EXERCISE INSTRUCTIONS ::
After locating the line that contains "once the scene" in the data below, set down exactly that line and each one after it through the line that contains "Right-handed, Y-up world", and nothing more.

=== Begin Enclosure ===

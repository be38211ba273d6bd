//! Headless platform and no-op graphics backend
//!
//! With these the benchmark measures the CPU side of a frame: matrix setup,
//! per-object submission and loop bookkeeping. Tests use them to script
//! events and inspect what was submitted.

use std::collections::VecDeque;

use crate::foundation::math::Mat4;
use crate::platform::{GraphicsBackend, Platform, PlatformEvent};
use crate::render::{Mesh, RenderError, RenderResult, ShaderSources, TextureData};

/// Platform without a window
#[derive(Debug, Clone)]
pub struct HeadlessPlatform {
    width: u32,
    height: u32,
    title: String,
    events: VecDeque<PlatformEvent>,
    presented_frames: u64,
    errors: Vec<String>,
}

impl HeadlessPlatform {
    /// Create a headless render target of the given size
    pub fn new(width: u32, height: u32) -> Self {
        log::info!("Using headless platform ({}x{})", width, height);
        Self {
            width,
            height,
            title: String::new(),
            events: VecDeque::new(),
            presented_frames: 0,
            errors: Vec::new(),
        }
    }

    /// Queue an event for the event pump
    pub fn push_event(&mut self, event: PlatformEvent) {
        self.events.push_back(event);
    }

    /// Most recent title
    pub fn title(&self) -> &str {
        &self.title
    }

    /// Frames presented so far
    pub const fn presented_frames(&self) -> u64 {
        self.presented_frames
    }

    /// Errors reported through [`Platform::show_error`]
    pub fn errors(&self) -> &[String] {
        &self.errors
    }
}

impl Platform for HeadlessPlatform {
    fn poll_event(&mut self) -> Option<PlatformEvent> {
        self.events.pop_front()
    }

    fn set_title(&mut self, title: &str) {
        log::info!("{}", title);
        self.title = title.to_string();
    }

    fn width(&self) -> u32 {
        self.width
    }

    fn height(&self) -> u32 {
        self.height
    }

    fn swap_buffers(&mut self) {
        self.presented_frames += 1;
    }

    fn show_error(&mut self, title: &str, message: &str) {
        log::error!("{}: {}", title, message);
        self.errors.push(format!("{}: {}", title, message));
    }
}

/// Submission counters kept by [`NullGraphics`]
#[derive(Debug, Clone, Copy, Default, PartialEq, Eq)]
pub struct GraphicsStats {
    /// Frames begun
    pub frames: u64,
    /// Draw calls submitted
    pub draw_calls: u64,
    /// Indices submitted across all draw calls
    pub indices: u64,
}

/// Graphics backend that validates setup and counts submissions
#[derive(Debug, Clone, Default)]
pub struct NullGraphics {
    program_linked: bool,
    mesh_indices: Option<u32>,
    texture_size: Option<(u32, u32)>,
    view_projection: Option<Mat4>,
    last_model: Option<Mat4>,
    in_frame: bool,
    stats: GraphicsStats,
    releases: u32,
}

impl NullGraphics {
    /// Create a backend with no resources
    pub fn new() -> Self {
        Self::default()
    }

    /// Submission counters
    pub const fn stats(&self) -> GraphicsStats {
        self.stats
    }

    /// Whether a program, mesh and texture are all live
    pub const fn is_ready(&self) -> bool {
        self.program_linked && self.mesh_indices.is_some() && self.texture_size.is_some()
    }

    /// View-projection bound by the last `begin_frame`
    pub const fn view_projection(&self) -> Option<&Mat4> {
        self.view_projection.as_ref()
    }

    /// Model matrix of the last draw
    pub const fn last_model(&self) -> Option<&Mat4> {
        self.last_model.as_ref()
    }

    /// How many times `release` ran
    pub const fn releases(&self) -> u32 {
        self.releases
    }
}

impl GraphicsBackend for NullGraphics {
    fn create_program(&mut self, sources: &ShaderSources) -> RenderResult<()> {
        for (stage, source) in [("vertex", &sources.vertex), ("fragment", &sources.fragment)] {
            if !source.contains("main") {
                return Err(RenderError::ShaderCompilation(format!(
                    "{} stage has no entry point",
                    stage
                )));
            }
        }
        self.program_linked = true;
        log::debug!("Shader program linked");
        Ok(())
    }

    fn upload_mesh(&mut self, mesh: &Mesh) -> RenderResult<()> {
        if mesh.indices.is_empty() {
            return Err(RenderError::ResourceCreationFailed("mesh has no indices".to_string()));
        }
        if let Some(bad) = mesh.indices.iter().find(|&&i| i as usize >= mesh.vertices.len()) {
            return Err(RenderError::ResourceCreationFailed(format!(
                "index {} out of range for {} vertices",
                bad,
                mesh.vertices.len()
            )));
        }
        self.mesh_indices = Some(mesh.index_count());
        log::debug!(
            "Uploaded mesh: {} bytes of vertices, {} bytes of indices",
            mesh.vertex_bytes().len(),
            mesh.index_bytes().len()
        );
        Ok(())
    }

    fn upload_texture(&mut self, texture: &TextureData) -> RenderResult<()> {
        let expected = texture.width as usize * texture.height as usize * 4;
        if texture.pixels.len() != expected {
            return Err(RenderError::ResourceCreationFailed(format!(
                "texture {}x{} needs {} bytes, got {}",
                texture.width,
                texture.height,
                expected,
                texture.pixels.len()
            )));
        }
        self.texture_size = Some((texture.width, texture.height));
        Ok(())
    }

    fn begin_frame(&mut self, view_projection: &Mat4) {
        self.view_projection = Some(*view_projection);
        self.in_frame = true;
        self.stats.frames += 1;
    }

    fn draw_indexed(&mut self, model: &Mat4, index_count: u32) {
        debug_assert!(self.in_frame, "draw outside begin_frame/end_frame");
        self.last_model = Some(*model);
        self.stats.draw_calls += 1;
        self.stats.indices += u64::from(index_count);
    }

    fn end_frame(&mut self) {
        self.in_frame = false;
    }

    fn release(&mut self) {
        self.program_linked = false;
        self.mesh_indices = None;
        self.texture_size = None;
        self.releases += 1;
    }
}
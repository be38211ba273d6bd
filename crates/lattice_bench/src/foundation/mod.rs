//! Foundation module - Core utilities and types
//!
//! This module provides fundamental utilities used throughout the benchmark:
//! - Math types and operations
//! - Time sources for the render loop
//! - Logging utilities

pub mod math;
pub mod time;
pub mod logging;
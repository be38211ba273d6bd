//! # 3D Camera
//!
//! Projection parameters plus a look-at pose. Matrices are derived on
//! demand; nothing is cached, since the camera is read-only once the scene
//! has been framed.

use crate::foundation::math::{Mat4, Mat4Ext, Vec3, Vec4};

/// Perspective camera
///
/// # Coordinate System
/// Right-handed, Y-up world space. The camera looks from `position`
/// towards `target`; with the default pose that is down the world -Z axis.
///
/// # Invariants
/// `0 < near < far` and `0 < fov < π`. Mutators do not validate; whoever
/// frames the scene keeps these true.
#[derive(Debug, Clone, PartialEq)]
pub struct Camera {
    /// Vertical field of view in radians
    fov: f32,

    /// Distance to near clipping plane
    near: f32,

    /// Distance to far clipping plane
    far: f32,

    /// Camera position in world space (homogeneous, w = 1)
    position: Vec4,

    /// Point the camera is looking at in world space
    target: Vec3,

    /// Up vector for camera orientation
    up: Vec3,
}

impl Camera {
    /// Create a camera with explicit projection parameters and the default pose
    pub fn new(fov: f32, near: f32, far: f32) -> Self {
        Self {
            fov,
            near,
            far,
            ..Self::default()
        }
    }

    /// Vertical field of view in radians
    pub const fn field_of_view(&self) -> f32 {
        self.fov
    }

    /// Near plane distance
    pub const fn near(&self) -> f32 {
        self.near
    }

    /// Far plane distance
    pub const fn far(&self) -> f32 {
        self.far
    }

    /// Homogeneous camera position
    pub const fn position(&self) -> Vec4 {
        self.position
    }

    /// Camera position as a 3D point
    pub fn eye(&self) -> Vec3 {
        self.position.xyz()
    }

    /// Look-at point
    pub const fn target(&self) -> Vec3 {
        self.target
    }

    /// Up vector
    pub const fn up(&self) -> Vec3 {
        self.up
    }

    /// Update camera position in world space
    pub fn set_position(&mut self, position: Vec4) {
        self.position = position;
        log::trace!("Camera position updated to: {:?}", position);
    }

    /// Update the far clipping plane
    pub fn set_far(&mut self, far: f32) {
        self.far = far;
        log::trace!("Camera far plane updated to: {}", far);
    }

    /// Point the camera at `target` with a custom up vector
    pub fn look_at(&mut self, target: Vec3, up: Vec3) {
        self.target = target;
        self.up = up;
    }

    /// World-to-view transform
    pub fn view_matrix(&self) -> Mat4 {
        Mat4::look_at(self.eye(), self.target, self.up)
    }

    /// Perspective projection for a render target of the given aspect ratio
    pub fn projection_matrix(&self, aspect_ratio: f32) -> Mat4 {
        Mat4::perspective(self.fov, aspect_ratio, self.near, self.far)
    }

    /// Combined transform uploaded once per frame: P × X × V
    ///
    /// X flips view space into clip-space conventions (Y down, Z forward),
    /// so visible points end up with `w > 0` and depth in `[0, 1]`.
    pub fn view_projection_matrix(&self, aspect_ratio: f32) -> Mat4 {
        self.projection_matrix(aspect_ratio) * Mat4::clip_coordinate_transform() * self.view_matrix()
    }
}

impl Default for Camera {
    /// 45° vertical field of view, near 0.1, far 100, three units out on +Z
    /// looking at the origin.
    fn default() -> Self {
        Self {
            fov: std::f32::consts::FRAC_PI_4,
            near: 0.1,
            far: 100.0,
            position: Vec4::new(0.0, 0.0, 3.0, 1.0),
            target: Vec3::zeros(),
            up: Vec3::new(0.0, 1.0, 0.0),
        }
    }
}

=== End Enclosure ===

TASK OUTPUT ::
//! demand; nothing is cached, since the camera is read-only once the scene
//! has been framed.

use crate::foundation::math::{Mat4, Mat4Ext, Vec3, Vec4};

/// Perspective camera
///
/// # Coordinate System
/// Right-handed, Y-up world space. The camera looks from `position`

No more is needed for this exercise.